There are several limitations in this analysis. The included studies utilized magnetic resonance spectroscopy, magnetic resonance imaging proton density fat fraction and ultrasonography in the assessment and quantification of hepatic steatosis, rather than liver biopsy which is a more accurate reflection of liver histology as defined by regulatory agencies from the United States and Europe and is currently required for phase 2B and phase 3 clinical trials for NAFLD (58, 59). In addition, the criteria for the ultrasonography diagnosis of fatty liver were different for studies included in this meta-analysis. Fan et al. mentioned that the fatty liver was diagnosed based on the criteria of: 1) enlarged liver, together with the increase and intensification in echoes and bright spots, 2) unclear or absent intrahepatic blood vessels and 3) reduced or attenuated deep echoes. Feng et al. however, mentioned that the intrahepatic fat was quantified using a quantitative assessment method and standardized US hepatic/renal ratio and hepatic attenuation rate. While the methodology of ultrasonography may vary, liver ultrasonography generally correlated well with steatosis at liver biopsy, but less so for fibrosis and NASH (60). In addition, the lack of sufficient trials reporting biopsy-proven efficacy of GLP-1RA could be a potential contributing factor for why GLP-1RA have not been recommended as a therapy of choice by the regulatory agencies (16). Despite this, magnetic resonance imaging proton density fat fraction and magnetic resonance spectroscopy technologies have been proven to be accurate substitutions for liver biopsy (61), and can accurately quantify hepatic steatosis. Furthermore, due to the lack of placebo-controlled studies which fit the inclusion criteria, the study did not include placebo-controlled studies. Another limitation in our analysis is that we were unable to account for the duration of NAFLD in patients, which may have influenced treatment response, as reported by the LEAN trial (19).
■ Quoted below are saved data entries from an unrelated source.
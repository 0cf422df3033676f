use sea_orm_migration::{prelude::*, schema::*};

#[derive(DeriveMigrationName)]
pub struct Migration;

#[async_trait::async_trait]
impl MigrationTrait for Migration {
    async fn up(&self, manager: &SchemaManager) -> Result<(), DbErr> {
        manager
            .create_table(
                Table::create()
                    .table(Leaderboard::Table)
                    .if_not_exists()
                    .col(string(Leaderboard::GuildId))
                    .col(string(Leaderboard::UserId))
                    .col(string(Leaderboard::Username))
                    .col(string(Leaderboard::DisplayName))
                    .col(
                        integer(Leaderboard::Points)
                            .default(0)
                            .check(Expr::col(Leaderboard::Points).gte(0)),
                    )
                    .col(
                        integer(Leaderboard::TotalPointsEarned)
                            .default(0)
                            .check(Expr::col(Leaderboard::TotalPointsEarned).gte(0)),
                    )
                    .col(
                        timestamp_with_time_zone(Leaderboard::LastUpdated)
                            .default(Expr::current_timestamp())
                            .not_null(),
                    )
                    .col(
                        timestamp_with_time_zone(Leaderboard::CreatedAt)
                            .default(Expr::current_timestamp())
                            .not_null(),
                    )
                    .primary_key(
                        Index::create()
                            .col(Leaderboard::GuildId)
                            .col(Leaderboard::UserId),
                    )
                    .to_owned(),
            )
            .await?;

        manager
            .create_index(
                Index::create()
                    .name("idx_leaderboard_guild_points")
                    .table(Leaderboard::Table)
                    .col(Leaderboard::GuildId)
                    .col((Leaderboard::Points, IndexOrder::Desc))
                    .to_owned(),
            )
            .await
    }

    async fn down(&self, manager: &SchemaManager) -> Result<(), DbErr> {
        manager
            .drop_table(Table::drop().table(Leaderboard::Table).to_owned())
            .await
    }
}

#[derive(DeriveIden)]
pub enum Leaderboard {
    Table,
    GuildId,
    UserId,
    Username,
    DisplayName,
    Points,
    TotalPointsEarned,
    LastUpdated,
    CreatedAt,
}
The lack of statistical significance observed in the fibrosis markers could be partially attributed to the insufficient follow-up time, as the long disease progression for liver fibrosis may require longer treatment durations for observations of clinically significant fibrosis reversal (62). Lastly, only four studies reported on adverse events from GLP1-RA treatment. The long-term safety profile of GLP-1RA need to be verified in further studies.

Conclusion

Among patients with T2DM and NAFLD, GLP-1RA treatment improves body composition, glycemic control, insulin sensitivity, and biomarkers of inflammation and hepatic steatosis. The beneficial effects of GLP-1RA on NAFLD is likely to be contributed indirectly by weight loss and directly by its effect on liver hepatocytes and hepatic lipid metabolism. Longer term studies are needed to determine the effects of GLP-1RA on liver fibrosis in patients with NAFLD and T2DM.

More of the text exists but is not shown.